Dataset records:
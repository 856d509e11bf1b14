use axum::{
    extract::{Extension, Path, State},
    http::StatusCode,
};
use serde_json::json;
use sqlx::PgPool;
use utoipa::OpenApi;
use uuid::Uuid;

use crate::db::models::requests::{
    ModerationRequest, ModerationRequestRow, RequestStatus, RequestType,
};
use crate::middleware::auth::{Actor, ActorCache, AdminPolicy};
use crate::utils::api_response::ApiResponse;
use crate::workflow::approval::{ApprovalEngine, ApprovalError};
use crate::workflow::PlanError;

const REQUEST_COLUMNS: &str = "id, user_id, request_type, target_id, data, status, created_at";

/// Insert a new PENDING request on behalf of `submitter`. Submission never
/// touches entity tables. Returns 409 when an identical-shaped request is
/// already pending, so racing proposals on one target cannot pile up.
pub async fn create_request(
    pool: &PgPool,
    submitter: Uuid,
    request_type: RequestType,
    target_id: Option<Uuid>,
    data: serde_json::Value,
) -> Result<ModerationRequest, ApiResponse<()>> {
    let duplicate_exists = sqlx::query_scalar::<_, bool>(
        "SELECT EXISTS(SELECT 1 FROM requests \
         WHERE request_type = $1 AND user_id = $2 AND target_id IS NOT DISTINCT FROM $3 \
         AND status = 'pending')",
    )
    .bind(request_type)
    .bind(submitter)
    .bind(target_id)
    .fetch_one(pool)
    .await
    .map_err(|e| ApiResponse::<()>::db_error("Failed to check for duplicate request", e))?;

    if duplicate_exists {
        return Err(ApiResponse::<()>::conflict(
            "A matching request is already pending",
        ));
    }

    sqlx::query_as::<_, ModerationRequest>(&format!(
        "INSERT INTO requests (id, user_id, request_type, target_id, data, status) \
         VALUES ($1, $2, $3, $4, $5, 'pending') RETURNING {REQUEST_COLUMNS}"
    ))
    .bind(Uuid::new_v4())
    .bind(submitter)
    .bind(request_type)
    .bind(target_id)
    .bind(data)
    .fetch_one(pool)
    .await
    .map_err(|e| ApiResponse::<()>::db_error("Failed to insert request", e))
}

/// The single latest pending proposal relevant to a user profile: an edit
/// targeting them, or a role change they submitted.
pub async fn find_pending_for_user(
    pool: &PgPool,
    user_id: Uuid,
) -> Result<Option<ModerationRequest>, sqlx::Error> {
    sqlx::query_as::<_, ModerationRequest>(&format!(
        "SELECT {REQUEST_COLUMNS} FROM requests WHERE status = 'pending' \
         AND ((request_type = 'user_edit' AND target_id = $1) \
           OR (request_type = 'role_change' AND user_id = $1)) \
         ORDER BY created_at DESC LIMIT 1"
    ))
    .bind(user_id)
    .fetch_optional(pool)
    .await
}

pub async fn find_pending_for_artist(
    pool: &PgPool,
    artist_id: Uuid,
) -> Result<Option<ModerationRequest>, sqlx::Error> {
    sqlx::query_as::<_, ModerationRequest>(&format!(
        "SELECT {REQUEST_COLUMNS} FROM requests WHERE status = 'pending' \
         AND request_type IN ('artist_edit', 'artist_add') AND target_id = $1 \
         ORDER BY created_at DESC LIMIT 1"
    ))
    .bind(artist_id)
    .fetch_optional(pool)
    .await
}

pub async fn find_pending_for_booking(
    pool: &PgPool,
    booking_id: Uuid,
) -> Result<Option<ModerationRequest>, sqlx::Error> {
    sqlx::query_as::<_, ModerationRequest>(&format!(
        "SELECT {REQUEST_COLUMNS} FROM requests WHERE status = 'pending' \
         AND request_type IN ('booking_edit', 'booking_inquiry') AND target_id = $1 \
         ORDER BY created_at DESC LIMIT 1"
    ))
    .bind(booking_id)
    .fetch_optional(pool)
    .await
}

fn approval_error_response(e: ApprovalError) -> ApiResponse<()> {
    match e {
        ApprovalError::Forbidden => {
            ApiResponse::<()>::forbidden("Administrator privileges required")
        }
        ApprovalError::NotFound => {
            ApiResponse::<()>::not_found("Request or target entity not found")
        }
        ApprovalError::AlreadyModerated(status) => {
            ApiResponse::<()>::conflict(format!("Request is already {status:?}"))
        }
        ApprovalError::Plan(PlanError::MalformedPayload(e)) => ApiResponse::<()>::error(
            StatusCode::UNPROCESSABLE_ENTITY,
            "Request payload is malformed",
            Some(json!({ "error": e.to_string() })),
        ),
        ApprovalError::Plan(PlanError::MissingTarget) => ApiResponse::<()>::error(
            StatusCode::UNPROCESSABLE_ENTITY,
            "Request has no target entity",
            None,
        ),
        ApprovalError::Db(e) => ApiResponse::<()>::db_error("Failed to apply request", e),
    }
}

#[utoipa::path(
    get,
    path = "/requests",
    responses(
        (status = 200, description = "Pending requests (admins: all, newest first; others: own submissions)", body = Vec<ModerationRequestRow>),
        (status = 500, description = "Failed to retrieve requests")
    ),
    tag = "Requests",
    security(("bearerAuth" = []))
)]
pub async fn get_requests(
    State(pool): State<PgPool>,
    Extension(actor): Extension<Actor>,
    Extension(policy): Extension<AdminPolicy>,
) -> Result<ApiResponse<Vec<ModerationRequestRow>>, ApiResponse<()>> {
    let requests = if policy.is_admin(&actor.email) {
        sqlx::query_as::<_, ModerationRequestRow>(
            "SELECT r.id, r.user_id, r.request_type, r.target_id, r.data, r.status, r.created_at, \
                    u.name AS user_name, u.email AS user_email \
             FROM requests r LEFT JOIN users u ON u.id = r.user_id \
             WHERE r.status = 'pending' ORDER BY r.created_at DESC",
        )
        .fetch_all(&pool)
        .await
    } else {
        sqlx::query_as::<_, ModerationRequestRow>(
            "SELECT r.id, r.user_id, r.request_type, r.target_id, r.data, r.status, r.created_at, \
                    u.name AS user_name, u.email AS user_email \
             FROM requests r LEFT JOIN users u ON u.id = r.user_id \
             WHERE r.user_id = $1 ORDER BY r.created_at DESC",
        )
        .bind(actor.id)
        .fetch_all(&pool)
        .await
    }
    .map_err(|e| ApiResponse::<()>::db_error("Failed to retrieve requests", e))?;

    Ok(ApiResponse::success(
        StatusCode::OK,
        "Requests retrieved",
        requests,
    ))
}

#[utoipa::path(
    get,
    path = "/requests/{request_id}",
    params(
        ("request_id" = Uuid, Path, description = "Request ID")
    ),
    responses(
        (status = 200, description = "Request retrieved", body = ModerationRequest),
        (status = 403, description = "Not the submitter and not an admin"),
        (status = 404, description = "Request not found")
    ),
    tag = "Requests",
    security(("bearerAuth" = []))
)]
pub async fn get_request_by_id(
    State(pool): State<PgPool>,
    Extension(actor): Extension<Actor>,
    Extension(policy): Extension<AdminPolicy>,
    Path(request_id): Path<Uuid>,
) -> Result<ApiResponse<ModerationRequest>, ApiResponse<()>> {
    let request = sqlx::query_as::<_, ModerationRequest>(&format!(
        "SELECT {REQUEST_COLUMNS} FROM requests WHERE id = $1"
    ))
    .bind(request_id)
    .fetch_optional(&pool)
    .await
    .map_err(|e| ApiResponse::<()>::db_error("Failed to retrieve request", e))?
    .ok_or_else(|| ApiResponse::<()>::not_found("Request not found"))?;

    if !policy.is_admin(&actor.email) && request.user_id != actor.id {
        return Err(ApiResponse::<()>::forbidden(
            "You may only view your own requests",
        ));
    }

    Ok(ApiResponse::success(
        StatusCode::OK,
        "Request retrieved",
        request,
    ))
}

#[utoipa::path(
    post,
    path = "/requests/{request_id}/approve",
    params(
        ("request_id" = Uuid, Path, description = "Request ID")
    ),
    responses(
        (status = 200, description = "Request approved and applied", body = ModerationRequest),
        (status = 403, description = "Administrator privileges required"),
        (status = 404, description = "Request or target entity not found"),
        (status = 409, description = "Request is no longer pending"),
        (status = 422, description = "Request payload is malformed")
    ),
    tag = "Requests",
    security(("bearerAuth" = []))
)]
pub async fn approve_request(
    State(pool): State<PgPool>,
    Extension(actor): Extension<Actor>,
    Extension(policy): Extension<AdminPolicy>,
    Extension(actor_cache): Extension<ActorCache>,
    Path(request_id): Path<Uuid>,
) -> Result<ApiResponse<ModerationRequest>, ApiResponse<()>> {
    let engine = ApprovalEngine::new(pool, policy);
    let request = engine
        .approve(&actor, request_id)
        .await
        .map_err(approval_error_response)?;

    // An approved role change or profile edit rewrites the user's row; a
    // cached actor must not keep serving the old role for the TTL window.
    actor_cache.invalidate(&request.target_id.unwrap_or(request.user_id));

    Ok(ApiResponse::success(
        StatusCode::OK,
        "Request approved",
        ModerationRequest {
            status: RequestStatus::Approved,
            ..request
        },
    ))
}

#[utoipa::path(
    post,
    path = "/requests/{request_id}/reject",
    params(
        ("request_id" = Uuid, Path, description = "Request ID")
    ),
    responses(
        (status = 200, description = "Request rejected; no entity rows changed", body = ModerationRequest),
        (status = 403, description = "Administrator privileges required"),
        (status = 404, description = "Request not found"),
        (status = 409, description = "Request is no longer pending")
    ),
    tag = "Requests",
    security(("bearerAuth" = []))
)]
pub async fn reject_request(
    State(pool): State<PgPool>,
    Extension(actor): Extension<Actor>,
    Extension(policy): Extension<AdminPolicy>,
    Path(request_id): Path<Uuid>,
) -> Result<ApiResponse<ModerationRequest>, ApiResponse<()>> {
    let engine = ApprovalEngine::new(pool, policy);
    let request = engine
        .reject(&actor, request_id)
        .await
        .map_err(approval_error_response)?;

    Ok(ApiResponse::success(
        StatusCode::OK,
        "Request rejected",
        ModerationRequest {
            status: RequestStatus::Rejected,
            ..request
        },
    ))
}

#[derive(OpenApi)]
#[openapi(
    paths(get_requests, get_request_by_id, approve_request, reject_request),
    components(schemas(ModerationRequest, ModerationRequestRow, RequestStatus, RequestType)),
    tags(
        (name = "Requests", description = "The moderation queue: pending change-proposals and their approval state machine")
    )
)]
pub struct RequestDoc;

...

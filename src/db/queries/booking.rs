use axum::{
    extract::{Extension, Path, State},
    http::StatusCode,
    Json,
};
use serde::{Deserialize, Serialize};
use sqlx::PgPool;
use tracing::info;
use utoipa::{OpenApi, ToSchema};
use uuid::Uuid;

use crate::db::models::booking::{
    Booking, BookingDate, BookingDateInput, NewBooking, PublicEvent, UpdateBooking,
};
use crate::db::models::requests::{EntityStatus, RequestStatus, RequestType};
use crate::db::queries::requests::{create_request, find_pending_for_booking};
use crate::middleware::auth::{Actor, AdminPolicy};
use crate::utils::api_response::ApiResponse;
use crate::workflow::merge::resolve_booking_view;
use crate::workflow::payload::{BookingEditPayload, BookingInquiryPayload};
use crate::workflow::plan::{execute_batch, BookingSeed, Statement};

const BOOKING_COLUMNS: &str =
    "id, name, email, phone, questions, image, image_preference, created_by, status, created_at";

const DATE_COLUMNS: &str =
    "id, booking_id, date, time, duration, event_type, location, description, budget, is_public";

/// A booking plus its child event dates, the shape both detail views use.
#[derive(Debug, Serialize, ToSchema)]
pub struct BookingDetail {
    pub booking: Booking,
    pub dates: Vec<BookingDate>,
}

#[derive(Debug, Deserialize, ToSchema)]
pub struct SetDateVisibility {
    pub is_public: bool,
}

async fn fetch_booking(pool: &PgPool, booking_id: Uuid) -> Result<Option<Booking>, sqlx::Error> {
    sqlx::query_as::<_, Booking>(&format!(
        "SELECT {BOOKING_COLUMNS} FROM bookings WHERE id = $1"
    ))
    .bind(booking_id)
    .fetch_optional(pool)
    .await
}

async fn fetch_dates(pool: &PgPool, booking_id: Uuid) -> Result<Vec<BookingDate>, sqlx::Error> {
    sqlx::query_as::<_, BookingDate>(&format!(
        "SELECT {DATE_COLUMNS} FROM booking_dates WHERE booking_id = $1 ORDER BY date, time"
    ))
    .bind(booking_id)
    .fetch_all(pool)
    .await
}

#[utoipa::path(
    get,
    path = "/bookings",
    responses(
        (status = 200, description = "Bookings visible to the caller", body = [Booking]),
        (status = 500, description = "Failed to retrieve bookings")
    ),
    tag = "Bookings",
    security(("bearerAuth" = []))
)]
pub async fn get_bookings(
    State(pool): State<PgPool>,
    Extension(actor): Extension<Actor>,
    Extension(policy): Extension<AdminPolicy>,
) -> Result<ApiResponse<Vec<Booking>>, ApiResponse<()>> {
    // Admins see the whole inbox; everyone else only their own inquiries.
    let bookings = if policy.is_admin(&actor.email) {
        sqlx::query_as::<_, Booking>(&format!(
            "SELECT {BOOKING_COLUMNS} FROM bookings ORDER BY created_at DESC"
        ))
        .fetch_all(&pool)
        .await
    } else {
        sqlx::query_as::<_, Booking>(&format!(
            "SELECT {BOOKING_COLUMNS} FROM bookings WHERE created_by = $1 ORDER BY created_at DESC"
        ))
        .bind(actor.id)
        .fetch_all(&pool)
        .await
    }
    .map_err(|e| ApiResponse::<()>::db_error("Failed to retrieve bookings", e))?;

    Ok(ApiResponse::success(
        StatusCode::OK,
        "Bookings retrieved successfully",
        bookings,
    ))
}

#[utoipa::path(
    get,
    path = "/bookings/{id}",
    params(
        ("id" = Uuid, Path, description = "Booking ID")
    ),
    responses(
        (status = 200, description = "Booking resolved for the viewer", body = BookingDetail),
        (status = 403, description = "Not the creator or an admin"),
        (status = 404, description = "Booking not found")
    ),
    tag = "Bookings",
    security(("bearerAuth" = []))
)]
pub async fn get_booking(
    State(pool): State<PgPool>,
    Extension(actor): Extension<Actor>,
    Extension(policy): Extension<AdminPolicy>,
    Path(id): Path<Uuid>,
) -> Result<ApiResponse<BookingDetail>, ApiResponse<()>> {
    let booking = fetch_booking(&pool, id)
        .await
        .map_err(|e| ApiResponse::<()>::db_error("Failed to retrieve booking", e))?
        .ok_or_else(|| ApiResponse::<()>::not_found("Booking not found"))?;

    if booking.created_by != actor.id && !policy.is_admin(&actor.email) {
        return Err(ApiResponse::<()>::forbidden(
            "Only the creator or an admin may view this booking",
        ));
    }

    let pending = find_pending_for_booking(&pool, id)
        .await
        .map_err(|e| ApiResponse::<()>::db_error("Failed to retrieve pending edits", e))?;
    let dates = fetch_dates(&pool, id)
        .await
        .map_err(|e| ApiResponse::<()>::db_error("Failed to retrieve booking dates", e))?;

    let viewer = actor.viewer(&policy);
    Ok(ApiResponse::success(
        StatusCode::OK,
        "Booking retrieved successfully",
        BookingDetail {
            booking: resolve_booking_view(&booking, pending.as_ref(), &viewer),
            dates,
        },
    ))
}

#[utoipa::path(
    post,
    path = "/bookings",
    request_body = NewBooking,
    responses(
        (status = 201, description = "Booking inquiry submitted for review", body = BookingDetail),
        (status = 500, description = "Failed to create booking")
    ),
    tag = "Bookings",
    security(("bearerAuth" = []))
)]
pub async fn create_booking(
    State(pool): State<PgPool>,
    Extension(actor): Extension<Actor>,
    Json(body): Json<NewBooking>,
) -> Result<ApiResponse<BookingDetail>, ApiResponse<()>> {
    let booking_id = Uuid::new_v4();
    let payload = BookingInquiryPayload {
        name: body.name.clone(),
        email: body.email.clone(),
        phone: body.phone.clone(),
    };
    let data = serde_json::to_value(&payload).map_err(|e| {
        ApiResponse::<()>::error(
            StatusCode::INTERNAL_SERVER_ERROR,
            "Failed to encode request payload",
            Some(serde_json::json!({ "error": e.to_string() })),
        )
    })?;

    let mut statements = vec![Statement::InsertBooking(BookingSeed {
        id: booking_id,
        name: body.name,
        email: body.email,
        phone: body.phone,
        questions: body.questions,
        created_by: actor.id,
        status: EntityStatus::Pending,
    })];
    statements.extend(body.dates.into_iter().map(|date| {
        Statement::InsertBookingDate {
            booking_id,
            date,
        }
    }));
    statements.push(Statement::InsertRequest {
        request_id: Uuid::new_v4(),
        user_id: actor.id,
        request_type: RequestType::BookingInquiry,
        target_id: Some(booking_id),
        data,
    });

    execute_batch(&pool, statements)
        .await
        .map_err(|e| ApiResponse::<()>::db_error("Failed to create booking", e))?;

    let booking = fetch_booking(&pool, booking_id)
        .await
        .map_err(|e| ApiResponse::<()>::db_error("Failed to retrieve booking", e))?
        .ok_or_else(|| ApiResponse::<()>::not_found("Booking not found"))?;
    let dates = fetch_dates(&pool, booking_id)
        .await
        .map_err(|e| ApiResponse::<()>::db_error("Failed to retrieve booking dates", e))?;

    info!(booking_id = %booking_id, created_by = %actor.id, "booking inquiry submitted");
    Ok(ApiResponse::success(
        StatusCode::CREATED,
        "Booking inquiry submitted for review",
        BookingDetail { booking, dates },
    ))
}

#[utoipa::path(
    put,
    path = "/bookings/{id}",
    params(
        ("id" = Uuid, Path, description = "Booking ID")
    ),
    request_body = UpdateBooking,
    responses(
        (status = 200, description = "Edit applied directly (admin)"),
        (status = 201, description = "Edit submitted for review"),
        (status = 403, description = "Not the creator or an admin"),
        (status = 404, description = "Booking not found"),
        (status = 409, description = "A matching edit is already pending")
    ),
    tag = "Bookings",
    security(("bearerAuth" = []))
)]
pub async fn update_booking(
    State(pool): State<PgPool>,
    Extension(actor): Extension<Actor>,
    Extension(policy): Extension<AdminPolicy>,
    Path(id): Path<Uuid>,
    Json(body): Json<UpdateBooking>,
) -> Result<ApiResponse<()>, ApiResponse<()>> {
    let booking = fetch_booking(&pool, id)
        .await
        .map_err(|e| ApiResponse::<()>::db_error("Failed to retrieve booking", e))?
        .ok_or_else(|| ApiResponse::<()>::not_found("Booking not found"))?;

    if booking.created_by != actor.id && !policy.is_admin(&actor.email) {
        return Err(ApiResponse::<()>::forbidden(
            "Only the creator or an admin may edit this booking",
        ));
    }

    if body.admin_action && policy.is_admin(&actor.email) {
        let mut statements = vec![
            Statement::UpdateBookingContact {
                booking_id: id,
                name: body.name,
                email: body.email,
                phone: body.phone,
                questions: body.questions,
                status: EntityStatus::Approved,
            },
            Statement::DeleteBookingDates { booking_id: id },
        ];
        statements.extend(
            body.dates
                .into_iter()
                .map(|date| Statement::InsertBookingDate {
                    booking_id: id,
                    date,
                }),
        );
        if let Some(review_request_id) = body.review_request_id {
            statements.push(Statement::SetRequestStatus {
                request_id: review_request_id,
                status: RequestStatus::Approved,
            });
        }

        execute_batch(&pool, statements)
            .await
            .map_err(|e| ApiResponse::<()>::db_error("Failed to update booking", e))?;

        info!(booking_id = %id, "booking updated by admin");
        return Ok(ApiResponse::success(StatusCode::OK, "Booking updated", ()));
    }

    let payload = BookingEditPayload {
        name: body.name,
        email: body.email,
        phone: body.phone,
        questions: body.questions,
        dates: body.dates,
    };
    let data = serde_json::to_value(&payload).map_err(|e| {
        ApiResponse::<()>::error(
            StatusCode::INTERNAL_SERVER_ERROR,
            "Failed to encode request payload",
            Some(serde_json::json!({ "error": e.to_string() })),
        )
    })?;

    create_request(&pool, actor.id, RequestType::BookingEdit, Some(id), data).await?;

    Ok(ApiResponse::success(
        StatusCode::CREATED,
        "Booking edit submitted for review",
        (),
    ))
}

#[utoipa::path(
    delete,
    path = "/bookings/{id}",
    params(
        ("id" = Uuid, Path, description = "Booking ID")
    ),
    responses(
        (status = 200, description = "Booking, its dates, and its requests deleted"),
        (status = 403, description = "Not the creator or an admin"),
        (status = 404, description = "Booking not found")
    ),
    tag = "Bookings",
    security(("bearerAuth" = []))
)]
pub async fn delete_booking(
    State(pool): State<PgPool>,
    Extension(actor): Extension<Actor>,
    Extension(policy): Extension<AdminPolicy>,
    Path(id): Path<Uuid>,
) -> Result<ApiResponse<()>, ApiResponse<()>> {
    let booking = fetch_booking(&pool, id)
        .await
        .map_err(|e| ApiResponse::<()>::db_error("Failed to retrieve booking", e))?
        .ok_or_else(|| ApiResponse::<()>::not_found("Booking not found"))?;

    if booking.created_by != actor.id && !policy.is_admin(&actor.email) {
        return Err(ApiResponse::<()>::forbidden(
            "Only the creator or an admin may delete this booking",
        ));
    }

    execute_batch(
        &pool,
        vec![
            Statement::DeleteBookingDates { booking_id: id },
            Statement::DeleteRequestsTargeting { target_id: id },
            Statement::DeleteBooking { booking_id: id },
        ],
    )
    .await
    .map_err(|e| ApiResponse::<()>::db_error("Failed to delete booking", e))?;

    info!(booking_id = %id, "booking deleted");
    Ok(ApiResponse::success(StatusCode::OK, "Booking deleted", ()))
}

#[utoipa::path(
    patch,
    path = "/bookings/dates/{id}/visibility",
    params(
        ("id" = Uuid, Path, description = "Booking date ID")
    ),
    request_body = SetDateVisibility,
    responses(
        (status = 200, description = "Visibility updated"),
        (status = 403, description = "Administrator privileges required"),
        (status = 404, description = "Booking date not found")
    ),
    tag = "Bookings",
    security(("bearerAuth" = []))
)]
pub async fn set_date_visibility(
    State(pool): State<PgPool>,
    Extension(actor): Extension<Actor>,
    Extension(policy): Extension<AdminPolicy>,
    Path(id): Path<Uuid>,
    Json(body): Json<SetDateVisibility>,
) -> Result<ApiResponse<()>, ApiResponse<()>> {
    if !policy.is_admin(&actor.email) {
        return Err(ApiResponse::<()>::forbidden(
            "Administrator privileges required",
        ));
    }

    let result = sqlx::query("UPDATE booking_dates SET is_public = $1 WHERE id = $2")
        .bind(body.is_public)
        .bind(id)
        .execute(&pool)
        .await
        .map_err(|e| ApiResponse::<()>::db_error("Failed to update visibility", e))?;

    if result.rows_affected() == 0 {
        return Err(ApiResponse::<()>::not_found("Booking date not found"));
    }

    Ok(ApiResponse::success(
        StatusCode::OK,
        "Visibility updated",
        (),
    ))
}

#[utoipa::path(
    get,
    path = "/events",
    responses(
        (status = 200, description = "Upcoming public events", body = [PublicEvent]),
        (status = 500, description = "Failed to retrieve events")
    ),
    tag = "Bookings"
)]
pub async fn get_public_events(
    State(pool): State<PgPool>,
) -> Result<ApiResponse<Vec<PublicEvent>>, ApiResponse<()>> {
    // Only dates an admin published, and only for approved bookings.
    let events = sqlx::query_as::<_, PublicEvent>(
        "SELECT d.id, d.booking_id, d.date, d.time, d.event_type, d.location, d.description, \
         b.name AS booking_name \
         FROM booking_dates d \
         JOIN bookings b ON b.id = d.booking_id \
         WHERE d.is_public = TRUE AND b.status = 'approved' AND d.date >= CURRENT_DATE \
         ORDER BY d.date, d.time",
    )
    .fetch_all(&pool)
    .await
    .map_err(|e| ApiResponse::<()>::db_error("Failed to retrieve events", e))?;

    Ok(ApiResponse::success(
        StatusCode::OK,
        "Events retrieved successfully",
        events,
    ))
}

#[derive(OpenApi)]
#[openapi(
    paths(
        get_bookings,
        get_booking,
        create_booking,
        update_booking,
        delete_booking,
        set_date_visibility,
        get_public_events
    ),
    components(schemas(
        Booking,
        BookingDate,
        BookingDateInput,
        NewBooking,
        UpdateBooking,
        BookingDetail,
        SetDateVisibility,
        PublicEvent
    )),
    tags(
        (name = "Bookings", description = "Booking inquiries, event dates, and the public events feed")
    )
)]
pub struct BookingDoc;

REQUIRED WORK: Every line with "proposals" in it should be copied from the entries above.

TASK ANSWER:
/// already pending, so racing proposals on one target cannot pile up.
        (name = "Requests", description = "The moderation queue: pending change-proposals and their approval state machine")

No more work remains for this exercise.